En d'autres termes, si tous ces organismes sans but lucratif et ces coopératives cessaient d'offrir des logements RGI, la liste d'attente de Kingston passerait du jour au lendemain à plus de 2 000 demandeurs et les délais d'attente doubleraient probablement. Il y a peu d'autres options pour aider. Quelques personnes pourraient recevoir la nouvelle "allocation de logement transférable" si elles trouvent un logement à louer, mais les logements à loyer modéré sont rares et les loyers ne cessent d'augmenter. Kingston devrait recevoir environ 30 de ces nouvelles allocations. Ces 30 ménages bénéficieront d'une certaine aide pour payer leur loyer, mais cela ne suffira pas à ramener leur loyer à 30 % de leur revenu. Il y a déjà plus de 1 200 ménages sur la liste d'attente locale pour un logement abordable. Beaucoup attendent pendant des années.   

Les organismes sans but lucratif de Kingston nous ont dit qu'ils étaient fiers d'avoir réussi à maintenir des loyers abordables au cours des trois ou quatre dernières décennies, avec un taux d'occupation élevé et un faible taux de rotation. Leurs loyers sont nettement inférieurs aux loyers actuels du marché pour ces types d'appartements.

Cependant, selon eux, le droit au logement signifie encore plus que l'abordabilité à long terme. Il s'agit du droit à un logement sûr et sécurisé qui est abordable et qui aide les gens à rester dans leur communauté. Comme nous l'avons entendu, le droit au logement n'a pas la même signification pour tout le monde : pour les familles, cela peut signifier "un endroit sûr pour commencer la journée et où l'on rentre à la fin de la journée" ; pour les personnes âgées, cela peut signifier le droit de rester dans leur quartier familier, un endroit où l'on connaît les gens et les lieux, et où l'on se sent toujours connecté aux réseaux sociaux, où l'on peut rester indépendant et où l'on a une meilleure qualité de vie ; et, pour les personnes à revenu modeste, cela signifie une protection contre les fortes augmentations de loyer ou la perte de leur logement en raison de la vente ou du réaménagement de propriétés. Le tiers secteur répond à la diversité des besoins grâce à des communautés équitables et inclusives.

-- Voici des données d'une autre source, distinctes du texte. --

//! TMCL Board Probe
//!
//! Opens a serial port, queries the firmware version and reads a few axis
//! parameters of one motor.
//!
//! Usage:
//!   cargo run --example board_probe -- [OPTIONS] [PORT]
//!
//! Options:
//!   --port PORT       Serial port (default: /dev/ttyACM0)
//!   --baud RATE       Baud rate (default: 9600)
//!   --motor N         Motor number (default: 0)
//!   --address N       Module address (default: 0)
//!   --timeout MS      Reply timeout in ms (default: 1000)
//!   --config FILE     Load connection settings from a JSON file; other
//!                     flags override the values it contains

use anyhow::{bail, Context, Result};
use std::path::PathBuf;
use tmcl_core::board::{
    AXIS_ACTUAL_POSITION, AXIS_ACTUAL_SPEED, AXIS_TARGET_POSITION, AXIS_TARGET_SPEED,
};
use tmcl_core::protocol::{Connection, ConnectionConfig};

/// Command line options. Flags given explicitly win over the config file.
#[derive(Debug, Default)]
struct Options {
    config_file: Option<PathBuf>,
    port: Option<String>,
    baud: Option<u32>,
    address: Option<u8>,
    timeout_ms: Option<u64>,
    motor: u8,
    help: bool,
}

impl Options {
    fn parse(mut args: impl Iterator<Item = String>) -> Result<Self> {
        let mut options = Options::default();
        while let Some(arg) = args.next() {
            match arg.as_str() {
                "--port" | "-p" => options.port = Some(value(&mut args, &arg)?),
                "--baud" | "-b" => options.baud = Some(value(&mut args, &arg)?.parse()?),
                "--motor" | "-m" => options.motor = value(&mut args, &arg)?.parse()?,
                "--address" | "-a" => options.address = Some(value(&mut args, &arg)?.parse()?),
                "--timeout" | "-t" => options.timeout_ms = Some(value(&mut args, &arg)?.parse()?),
                "--config" | "-c" => {
                    options.config_file = Some(PathBuf::from(value(&mut args, &arg)?))
                }
                "--help" | "-h" => options.help = true,
                other if !other.starts_with('-') => options.port = Some(other.to_string()),
                other => bail!("unknown option: {other}"),
            }
        }
        Ok(options)
    }

    /// Start from the config file (or defaults) and apply the flags on top
    fn connection_config(&self) -> Result<ConnectionConfig> {
        let mut config = match &self.config_file {
            Some(path) => ConnectionConfig::load(path)
                .with_context(|| format!("loading {}", path.display()))?,
            None => ConnectionConfig::new("/dev/ttyACM0"),
        };
        if let Some(port) = &self.port {
            config.port_name = port.clone();
        }
        if let Some(baud) = self.baud {
            config.baud_rate = baud;
        }
        if let Some(address) = self.address {
            config.module_address = address;
        }
        if let Some(timeout_ms) = self.timeout_ms {
            config.timeout_ms = timeout_ms;
        }
        Ok(config)
    }
}

fn main() -> Result<()> {
    tracing_subscriber::fmt()
        .with_env_filter(tracing_subscriber::EnvFilter::from_default_env())
        .init();

    let options = Options::parse(std::env::args().skip(1))?;
    if options.help {
        print_help();
        return Ok(());
    }
    let motor = options.motor;
    let config = options.connection_config()?;

    println!("Port:     {}", config.port_name);
    println!("Baud:     {}", config.baud_rate);
    println!("Address:  {}", config.module_address);
    println!();

    let conn = Connection::new(config);

    let version = conn.firmware_version().context("querying firmware version")?;
    println!("Firmware: {version}");

    for (name, index) in [
        ("target position", AXIS_TARGET_POSITION),
        ("actual position", AXIS_ACTUAL_POSITION),
        ("target speed", AXIS_TARGET_SPEED),
        ("actual speed", AXIS_ACTUAL_SPEED),
    ] {
        match conn.get_axis_parameter(index, motor) {
            Ok(v) => println!("  motor {motor} {name:<16} {v}"),
            Err(e) => println!("  motor {motor} {name:<16} error: {e}"),
        }
    }

    let status = conn.application_status().context("querying application status")?;
    println!(
        "Application: {:?} at {:#08x}",
        status.state, status.program_counter
    );

    conn.close();
    Ok(())
}

fn value(args: &mut impl Iterator<Item = String>, flag: &str) -> Result<String> {
    args.next()
        .with_context(|| format!("{flag} expects a value"))
}

fn print_help() {
    println!("TMCL Board Probe");
    println!();
    println!("Usage: board_probe [OPTIONS] [PORT]");
    println!();
    println!("Options:");
    println!("  -p, --port PORT     Serial port (default: /dev/ttyACM0)");
    println!("  -b, --baud RATE     Baud rate (default: 9600)");
    println!("  -m, --motor N       Motor number (default: 0)");
    println!("  -a, --address N     Module address (default: 0)");
    println!("  -t, --timeout MS    Reply timeout in ms (default: 1000)");
    println!("  -c, --config FILE   Load connection settings from JSON");
    println!("  -h, --help          Show this help");
}
//! Demo Mode - Simulated TMCL board for testing
//!
//! Answers TMCL requests from in-memory state so the exchange engine and the
//! command wrappers can be exercised without hardware. Replies are delivered
//! in randomly sized chunks, the way a USB serial adapter tends to hand them
//! over.

use rand::rngs::StdRng;
use rand::{Rng, SeedableRng};
use std::collections::{HashMap, VecDeque};
use std::sync::{Arc, Mutex, MutexGuard, PoisonError};

use crate::board::{AXIS_ACTUAL_POSITION, AXIS_ACTUAL_SPEED, AXIS_TARGET_POSITION, AXIS_TARGET_SPEED};
use crate::protocol::commands::{ANALOG_INPUT_BANK, DIGITAL_INPUT_BANK, DIGITAL_OUTPUT_BANK};
use crate::protocol::{
    Command, Frame, MoveMode, PortOpener, ProtocolError, Reply, Status, Transport, FRAME_LEN,
};

/// Firmware reported by the simulator: TMCM-1110 V1.39
const SIMULATED_FIRMWARE: i32 = 0x0456_0127;

/// Number of outputs on the simulated module
const OUTPUT_COUNT: u8 = 8;

#[derive(Debug)]
struct BoardState {
    module_address: u8,
    motor_count: u8,
    /// (motor, index) -> value
    axis: HashMap<(u8, u8), i32>,
    axis_eeprom: HashMap<(u8, u8), i32>,
    /// (bank, index) -> value
    globals: HashMap<(u8, u8), i32>,
    globals_eeprom: HashMap<(u8, u8), i32>,
    /// (bank, port) -> value
    inputs: HashMap<(u8, u8), i32>,
    outputs: [bool; OUTPUT_COUNT as usize],
    app_state: u8,
    program_counter: u32,
    silent: bool,
    unavailable: bool,
    corrupt_next: bool,
    opens: usize,
    requests: Vec<Frame>,
}

impl BoardState {
    fn new(motor_count: u8) -> Self {
        Self {
            module_address: 0,
            motor_count,
            axis: HashMap::new(),
            axis_eeprom: HashMap::new(),
            globals: HashMap::new(),
            globals_eeprom: HashMap::new(),
            inputs: HashMap::new(),
            outputs: [false; OUTPUT_COUNT as usize],
            app_state: 0,
            program_counter: 0,
            silent: false,
            unavailable: false,
            corrupt_next: false,
            opens: 0,
            requests: Vec::new(),
        }
    }

    fn axis_value(&self, motor: u8, index: u8) -> i32 {
        self.axis.get(&(motor, index)).copied().unwrap_or(0)
    }

    /// Handle one request frame; `None` means the board stays silent
    fn respond(&mut self, bytes: &[u8; FRAME_LEN]) -> Option<[u8; FRAME_LEN]> {
        if self.silent {
            return None;
        }

        let (command, result) = match Frame::decode(bytes) {
            Ok(frame) => {
                if frame.address != self.module_address {
                    return None;
                }
                self.requests.push(frame);
                (frame.command, self.execute(&frame))
            }
            Err(_) => (bytes[1], Err(Status::WrongChecksum)),
        };

        let reply = match result {
            Ok(value) => Reply::new(self.module_address, Status::Success, command, value),
            Err(status) => Reply::new(self.module_address, status, command, 0),
        };

        let mut out = reply.encode();
        if self.corrupt_next {
            self.corrupt_next = false;
            out[7] ^= 0x01;
        }
        Some(out)
    }

    fn execute(&mut self, frame: &Frame) -> Result<i32, Status> {
        let command = Command::try_from(frame.command).map_err(|_| Status::InvalidCommand)?;
        let motor = frame.motor_or_bank;

        match command {
            Command::RotateRight | Command::RotateLeft | Command::MotorStop => {
                self.check_motor(motor)?;
                let speed = match command {
                    Command::RotateRight => frame.value,
                    Command::RotateLeft => frame.value.wrapping_neg(),
                    _ => 0,
                };
                self.axis.insert((motor, AXIS_TARGET_SPEED), speed);
                self.axis.insert((motor, AXIS_ACTUAL_SPEED), speed);
                Ok(0)
            }
            Command::MoveToPosition => {
                self.check_motor(motor)?;
                let target = match frame.type_no {
                    t if t == MoveMode::Absolute as u8 => frame.value,
                    t if t == MoveMode::Relative as u8 => self
                        .axis_value(motor, AXIS_ACTUAL_POSITION)
                        .wrapping_add(frame.value),
                    // No stored coordinates on the simulated module
                    t if t == MoveMode::Coordinate as u8 => return Err(Status::InvalidValue),
                    _ => return Err(Status::WrongType),
                };
                self.axis.insert((motor, AXIS_TARGET_POSITION), target);
                self.axis.insert((motor, AXIS_ACTUAL_POSITION), target);
                Ok(target)
            }
            Command::SetAxisParameter => {
                self.check_motor(motor)?;
                self.axis.insert((motor, frame.type_no), frame.value);
                Ok(0)
            }
            Command::GetAxisParameter => {
                self.check_motor(motor)?;
                Ok(self.axis_value(motor, frame.type_no))
            }
            Command::StoreAxisParameter => {
                self.check_motor(motor)?;
                let value = self.axis_value(motor, frame.type_no);
                self.axis_eeprom.insert((motor, frame.type_no), value);
                Ok(0)
            }
            Command::RestoreAxisParameter => {
                self.check_motor(motor)?;
                let key = (motor, frame.type_no);
                let value = self.axis_eeprom.get(&key).copied().unwrap_or(0);
                self.axis.insert(key, value);
                Ok(0)
            }
            Command::SetGlobalParameter => {
                self.globals.insert((motor, frame.type_no), frame.value);
                Ok(0)
            }
            Command::GetGlobalParameter => {
                Ok(self.globals.get(&(motor, frame.type_no)).copied().unwrap_or(0))
            }
            Command::StoreGlobalParameter => {
                let key = (motor, frame.type_no);
                let value = self.globals.get(&key).copied().unwrap_or(0);
                self.globals_eeprom.insert(key, value);
                Ok(0)
            }
            Command::RestoreGlobalParameter => {
                let key = (motor, frame.type_no);
                let value = self.globals_eeprom.get(&key).copied().unwrap_or(0);
                self.globals.insert(key, value);
                Ok(0)
            }
            Command::SetOutput => {
                if frame.motor_or_bank != DIGITAL_OUTPUT_BANK {
                    return Err(Status::InvalidValue);
                }
                let slot = self
                    .outputs
                    .get_mut(frame.type_no as usize)
                    .ok_or(Status::WrongType)?;
                *slot = frame.value != 0;
                Ok(0)
            }
            Command::GetInput => match frame.motor_or_bank {
                DIGITAL_OUTPUT_BANK => self
                    .outputs
                    .get(frame.type_no as usize)
                    .map(|on| i32::from(*on))
                    .ok_or(Status::WrongType),
                DIGITAL_INPUT_BANK | ANALOG_INPUT_BANK => Ok(self
                    .inputs
                    .get(&(frame.motor_or_bank, frame.type_no))
                    .copied()
                    .unwrap_or(0)),
                _ => Err(Status::InvalidValue),
            },
            Command::StopApplication => {
                self.app_state = 0;
                Ok(0)
            }
            Command::RunApplication => {
                if frame.type_no == 1 {
                    self.program_counter = frame.value as u32 & 0x00FF_FFFF;
                }
                self.app_state = 1;
                Ok(0)
            }
            Command::StepApplication => {
                self.app_state = 2;
                self.program_counter = (self.program_counter + 1) & 0x00FF_FFFF;
                Ok(0)
            }
            Command::ResetApplication => {
                self.app_state = 3;
                self.program_counter = 0;
                Ok(0)
            }
            Command::GetApplicationStatus => {
                Ok((((self.app_state as u32) << 24) | self.program_counter) as i32)
            }
            Command::GetFirmwareVersion => match frame.type_no {
                1 => Ok(SIMULATED_FIRMWARE),
                // The string form needs a non-standard reply frame
                _ => Err(Status::WrongType),
            },
        }
    }

    fn check_motor(&self, motor: u8) -> Result<(), Status> {
        if motor < self.motor_count {
            Ok(())
        } else {
            Err(Status::InvalidValue)
        }
    }
}

/// Simulated TMCL module
///
/// Cloning yields a handle to the same board. Use it as the [`PortOpener`] of
/// a [`Connection`](crate::protocol::Connection); each open produces a fresh
/// [`SimulatedPort`].
#[derive(Debug, Clone)]
pub struct SimulatedBoard {
    state: Arc<Mutex<BoardState>>,
    seed: Option<u64>,
}

impl Default for SimulatedBoard {
    fn default() -> Self {
        Self::new()
    }
}

impl SimulatedBoard {
    /// Three-axis module with random reply chunking
    pub fn new() -> Self {
        Self {
            state: Arc::new(Mutex::new(BoardState::new(3))),
            seed: None,
        }
    }

    /// Same as [`SimulatedBoard::new`] but with reproducible reply chunking
    pub fn with_seed(seed: u64) -> Self {
        Self {
            seed: Some(seed),
            ..Self::new()
        }
    }

    /// Set the module address the board answers to
    pub fn set_module_address(&self, address: u8) {
        self.state().module_address = address;
    }

    /// Stop answering requests
    pub fn set_silent(&self, silent: bool) {
        self.state().silent = silent;
    }

    /// Make opening the port fail
    pub fn set_unavailable(&self, unavailable: bool) {
        self.state().unavailable = unavailable;
    }

    /// Flip a value bit in the next reply without fixing its checksum
    pub fn corrupt_next_reply(&self) {
        self.state().corrupt_next = true;
    }

    /// Drive an input pin
    pub fn set_input(&self, bank: u8, port: u8, value: i32) {
        self.state().inputs.insert((bank, port), value);
    }

    /// Current value of an axis parameter
    pub fn axis_parameter(&self, motor: u8, index: u8) -> i32 {
        self.state().axis_value(motor, index)
    }

    /// Current state of a digital output
    pub fn output(&self, port: u8) -> bool {
        self.state()
            .outputs
            .get(port as usize)
            .copied()
            .unwrap_or(false)
    }

    /// Number of times a port has been opened on this board
    pub fn open_count(&self) -> usize {
        self.state().opens
    }

    /// Every well-formed request the board has answered, oldest first
    pub fn requests(&self) -> Vec<Frame> {
        self.state().requests.clone()
    }

    fn state(&self) -> MutexGuard<'_, BoardState> {
        self.state.lock().unwrap_or_else(PoisonError::into_inner)
    }
}

impl PortOpener for SimulatedBoard {
    fn open(&self, port_name: &str, _baud_rate: u32) -> Result<Box<dyn Transport>, ProtocolError> {
        let mut state = self.state();
        if state.unavailable {
            return Err(ProtocolError::PortOpen {
                port: port_name.to_string(),
                reason: "simulated board unavailable".to_string(),
            });
        }
        state.opens += 1;

        let rng = match self.seed {
            Some(seed) => StdRng::seed_from_u64(seed.wrapping_add(state.opens as u64)),
            None => StdRng::from_entropy(),
        };

        Ok(Box::new(SimulatedPort {
            board: Arc::clone(&self.state),
            request: Vec::with_capacity(FRAME_LEN),
            pending: VecDeque::new(),
            rng,
        }))
    }
}

/// Transport end of a [`SimulatedBoard`]
pub struct SimulatedPort {
    board: Arc<Mutex<BoardState>>,
    /// Request bytes not yet forming a full frame
    request: Vec<u8>,
    /// Reply bytes not yet read by the host
    pending: VecDeque<u8>,
    rng: StdRng,
}

impl Transport for SimulatedPort {
    fn write_all(&mut self, data: &[u8]) -> Result<(), ProtocolError> {
        self.request.extend_from_slice(data);

        while self.request.len() >= FRAME_LEN {
            let mut frame = [0u8; FRAME_LEN];
            frame.copy_from_slice(&self.request[..FRAME_LEN]);
            self.request.drain(..FRAME_LEN);

            let reply = self
                .board
                .lock()
                .unwrap_or_else(PoisonError::into_inner)
                .respond(&frame);
            if let Some(reply) = reply {
                self.pending.extend(reply);
            }
        }
        Ok(())
    }

    fn read_available(&mut self, buf: &mut [u8]) -> Result<usize, ProtocolError> {
        if self.pending.is_empty() || buf.is_empty() {
            return Ok(0);
        }

        // Now and then nothing has arrived yet
        if self.rng.gen_bool(0.25) {
            return Ok(0);
        }

        let max = self.pending.len().min(buf.len());
        let n = self.rng.gen_range(1..=max);
        for (slot, byte) in buf.iter_mut().zip(self.pending.drain(..n)) {
            *slot = byte;
        }
        Ok(n)
    }

    fn discard_input(&mut self) -> Result<(), ProtocolError> {
        self.pending.clear();
        Ok(())
    }
}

Ce que nous avons entendu est centré sur le droit à la "sécurité" et à un logement sûr dans des communautés stables, avec des soutiens intégrés, et la communauté bénéficie de l'approche sans but lucratif. La stabilité, la sûreté et la sécurité ont de multiples facettes et font partie intégrante des "droits de l'homme". La sécurité dans son propre espace, dans son immeuble et dans son quartier vient de la connaissance de ses voisins, des liens sociaux et du soutien mutuel. La sécurité d'occupation est fondamentale pour les familles qui travaillent, les personnes âgées qui veulent vieillir sur place et tous ceux qui dépendent d'emplois précaires ou d'un soutien au revenu. De nombreux organismes sans but lucratif organisent des activités sociales qui créent l'esprit d'une "communauté" ayant des bases solides et des racines dans la communauté au sens large. Tous ces éléments sont des valeurs fondamentales dans une approche sans but lucratif pour les communautés ayant droit au logement.   

Les personnes impliquées dans les organismes sans but lucratif et les coopératives défendent cette alternative de logement depuis les années 1970, avec de grandes avancées dans les années 1980 et 1990. Au cours de la dernière décennie, certains organismes sans but lucratif ont reçu des fonds de diverses " initiatives de logement abordable " et certains ont pu ajouter des logements de type LIR dans de nouveaux ensembles " abordables sur le marché mixte ", mais seulement avec des suppléments de loyer pour rendre les loyers " abordables " avec 30 % du revenu des gens. Ces investissements étaient tout simplement insuffisants pour répondre à la demande.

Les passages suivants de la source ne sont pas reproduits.